Alzheimer’s disease (AD) is a high-prevalence neurodegenerative disorder characterized by progressive loss of memory and executive function resulting from synaptic dysfunction and neurodegeneration within vulnerable brain regions (Almeida et al., 2005; Hsieh et al., 2006; Jacobsen et al., 2006; Snyder et al., 2005). Human studies indicate that women are at a greater risk of developing AD (Thies et al., 2013), and in mouse models of β-amyloidosis, female mice also show increased pathology earlier in the lifespan (Callahan et al., 2001; Hirata-Fukae et al., 2008; Lee et al., 2002; Wang et al., 2003). Although the mechanisms underlying this gender divergence are unclear, increased AD risk in women is likely associated with hormonal, metabolic, and/or nutritional status (Azad et al., 2007; Gustafson et al., 2003; Hayden and Zandi, 2006; Viña and Lloret, 2010; Wolf et al., 2012; Yue et al., 2005). Currently, more than 5 million Americans over the age of 65 have AD, of which 3.2 million are women (Thies et al., 2013), yet no highly effective AD treatments or preventive measures are available to address this immense public health issue, independent of gender status.

Aggregation and accumulation of beta-amyloid peptide (Aβ), a 39–42 amino acid peptide derived from sequential processing of the APP holoprotein, induces synaptic dysfunction (Almeida et al., 2005; Hsieh et al., 2006; Jacobsen et al., 2006; Snyder et al., 2005), oxidative damage (Bartley et al., 2012; Wan et al., 2011), tau aggregation (Chabrier et al., 2012; Oddo et al., 2006), and other types of cellular injury that ultimately drive neuropathology associated with AD (Goedert and Spillantini, 2006; Götz et al., 2009; Hardy and Allsop, 1991; Hyman et al., 1984; von Gunten et al., 2006). Sustained, moderate reduction (20–40%) of calorie intake without malnutrition, known as calorie restriction (CR), reduces Aβ neuropathology compared to ad libitum (AL) feeding in several AD mouse models (Mouton et al., 2009; Patel et al., 2005; Wang et al., 2005), in addition to extending healthspan and lifespan in many species (Colman et al., 2009; Hart et al., 1999; Kealy et al., 2002; Klass, 1977; Mattison et al., 2012; McCay et al., 1935; Roe et al., 1995; Rous, 1914). The pathways that the brain endogenously employs to blunt Aβ pathology in response to CR are likely complex, and are not well characterized. Determination of these changes will provide translationally-relevant information about potential targets for drug design and discovery.

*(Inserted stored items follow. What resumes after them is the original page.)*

//! Common driver error types
//!
//! One closed error set is used throughout the engine. Transport errors
//! bubble up unchanged through the transaction layer and the IOCTL
//! dispatcher; only the outermost OS wrapper translates them to native
//! error codes.

use core::fmt;

/// Common driver error type
#[derive(Debug, Copy, Clone, PartialEq, Eq)]
pub enum DriverError {
    /// Device did not clear its BUSY flag within the device timeout
    Timeout,

    /// Byte count reported by the device does not match the caller's buffer
    ByteCount,

    /// Device rejected the requested data sub-type
    InvalidType,

    /// Feature predicate failed for this device
    NotSupportedByDevice,

    /// Operation is not available on the host OS
    NotSupportedOnOs,

    /// Invalid parameter or argument
    InvalidParameter,

    /// Buffer allocation failed
    NoMemory,

    /// Device busy, hardware access refused while unsafe IRQs are enabled
    Busy,

    /// Caller lacks the required privilege
    Permission,

    /// Copying data in from the caller failed
    CopyFromUser,

    /// Copying data out to the caller failed
    CopyToUser,

    /// Hardware access failed, e.g. because the device was disconnected
    DeviceAccessFailed,

    /// Blocking operation was interrupted
    Interrupted,

    /// No such device, or device has been removed
    NoDevice,

    /// Device has not finished booting yet
    NotReady,

    /// Firmware ID is unknown or invalid
    UnknownFirmwareId,

    /// PCI BAR conflict caused by a faulty BIOS
    DuplicateBaseAddress,

    /// An I/O or memory resource could not be registered
    ResourceItem,
}

impl DriverError {
    /// Get error code for logging
    pub fn code(&self) -> u32 {
        match self {
            Self::Timeout => 1,
            Self::ByteCount => 2,
            Self::InvalidType => 3,
            Self::NotSupportedByDevice => 4,
            Self::NotSupportedOnOs => 5,
            Self::InvalidParameter => 6,
            Self::NoMemory => 7,
            Self::Busy => 8,
            Self::Permission => 9,
            Self::CopyFromUser => 10,
            Self::CopyToUser => 11,
            Self::DeviceAccessFailed => 12,
            Self::Interrupted => 13,
            Self::NoDevice => 14,
            Self::NotReady => 15,
            Self::UnknownFirmwareId => 16,
            Self::DuplicateBaseAddress => 17,
            Self::ResourceItem => 18,
        }
    }

    /// Get error name for logging
    pub fn name(&self) -> &'static str {
        match self {
            Self::Timeout => "Timeout",
            Self::ByteCount => "ByteCount",
            Self::InvalidType => "InvalidType",
            Self::NotSupportedByDevice => "NotSupportedByDevice",
            Self::NotSupportedOnOs => "NotSupportedOnOs",
            Self::InvalidParameter => "InvalidParameter",
            Self::NoMemory => "NoMemory",
            Self::Busy => "Busy",
            Self::Permission => "Permission",
            Self::CopyFromUser => "CopyFromUser",
            Self::CopyToUser => "CopyToUser",
            Self::DeviceAccessFailed => "DeviceAccessFailed",
            Self::Interrupted => "Interrupted",
            Self::NoDevice => "NoDevice",
            Self::NotReady => "NotReady",
            Self::UnknownFirmwareId => "UnknownFirmwareId",
            Self::DuplicateBaseAddress => "DuplicateBaseAddress",
            Self::ResourceItem => "ResourceItem",
        }
    }
}

impl fmt::Display for DriverError {
    fn fmt(&self, f: &mut fmt::Formatter<'_>) -> fmt::Result {
        match self {
            Self::Timeout => write!(f, "Device access timed out"),
            Self::ByteCount => write!(f, "Byte count mismatch"),
            Self::InvalidType => write!(f, "Data type not recognized by device"),
            Self::NotSupportedByDevice => write!(f, "Not supported by device"),
            Self::NotSupportedOnOs => write!(f, "Not supported on this OS"),
            Self::InvalidParameter => write!(f, "Invalid parameter"),
            Self::NoMemory => write!(f, "Buffer allocation failed"),
            Self::Busy => write!(f, "Device busy"),
            Self::Permission => write!(f, "Permission denied"),
            Self::CopyFromUser => write!(f, "Failed to copy data from caller"),
            Self::CopyToUser => write!(f, "Failed to copy data to caller"),
            Self::DeviceAccessFailed => write!(f, "Device access failed"),
            Self::Interrupted => write!(f, "Interrupted"),
            Self::NoDevice => write!(f, "No such device"),
            Self::NotReady => write!(f, "Device not ready"),
            Self::UnknownFirmwareId => write!(f, "Unknown firmware ID"),
            Self::DuplicateBaseAddress => write!(f, "Duplicate PCI base address (faulty BIOS)"),
            Self::ResourceItem => write!(f, "Failed to register I/O resource"),
        }
    }
}

/// Result type for driver operations
pub type DriverResult<T> = Result<T, DriverError>;

#[cfg(test)]
mod tests {
    use super::*;

    #[test]
    fn test_error_codes_unique() {
        let all = [
            DriverError::Timeout,
            DriverError::ByteCount,
            DriverError::InvalidType,
            DriverError::NotSupportedByDevice,
            DriverError::NotSupportedOnOs,
            DriverError::InvalidParameter,
            DriverError::NoMemory,
            DriverError::Busy,
            DriverError::Permission,
            DriverError::CopyFromUser,
            DriverError::CopyToUser,
            DriverError::DeviceAccessFailed,
            DriverError::Interrupted,
            DriverError::NoDevice,
            DriverError::NotReady,
            DriverError::UnknownFirmwareId,
            DriverError::DuplicateBaseAddress,
            DriverError::ResourceItem,
        ];
        for (i, a) in all.iter().enumerate() {
            for b in &all[i + 1..] {
                assert_ne!(a.code(), b.code());
            }
        }
    }

    #[test]
    fn test_error_name_matches_debug() {
        assert_eq!(DriverError::Busy.name(), "Busy");
        assert_eq!(DriverError::ByteCount.name(), "ByteCount");
    }
}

Aβ is produced by amyloidogenic APP processing by β- and γ-secretases, whereas Aβ production is precluded by non-amyloidogenic APP processing via α- and γ-secretases (Rajendran and Annaert, 2012; Zhang et al., 2011). The constitutive γ-secretase cleavage event is mediated by a protein complex composed of presenilin 1 (Ps1) or presenilin 2 (Ps2) (Dewachter et al., 2002; Zhang et al., 2000), nicastrin (Ncstn) (Li et al., 2003), anterior pharynx defective 1 homolog A (Aph1a) (Francis et al., 2002; Goutte et al., 2002), and presenilin enhancer 2 (Psenen) (Francis et al., 2002; Steiner et al., 2002). Ps1/Ps2 serves as the γ-secretase catalytic active site (Esler et al., 2000; Li et al., 2000), while substrate interaction and stabilization is maintained by Ncstn and Aph1a (Francis et al., 2002; Li et al., 2003; Marlow et al., 2003). Psenen is required for γ-secretase complex maturation and additional stabilization. Psenen depletion reduces total γ-secretase complex levels (Steiner et al., 2002), and Psenen overexpression increases Aβ production (Marlow et al., 2003; Shiraishi et al., 2004). As γ-secretase constitutively cleaves the truncated APP fragment following α-or β-cleavage, increasing γ-secretase activity promotes production of pathogenic Aβ, while decreasing γ-secretase activity reduces Aβ (Chow et al., 2010; Zhang et al., 2011). Accordingly, γ-secretase inactivation in APP overexpression mouse models of AD pathology reduces Aβ burden (Dewachter et al., 2002; Saura et al., 2005).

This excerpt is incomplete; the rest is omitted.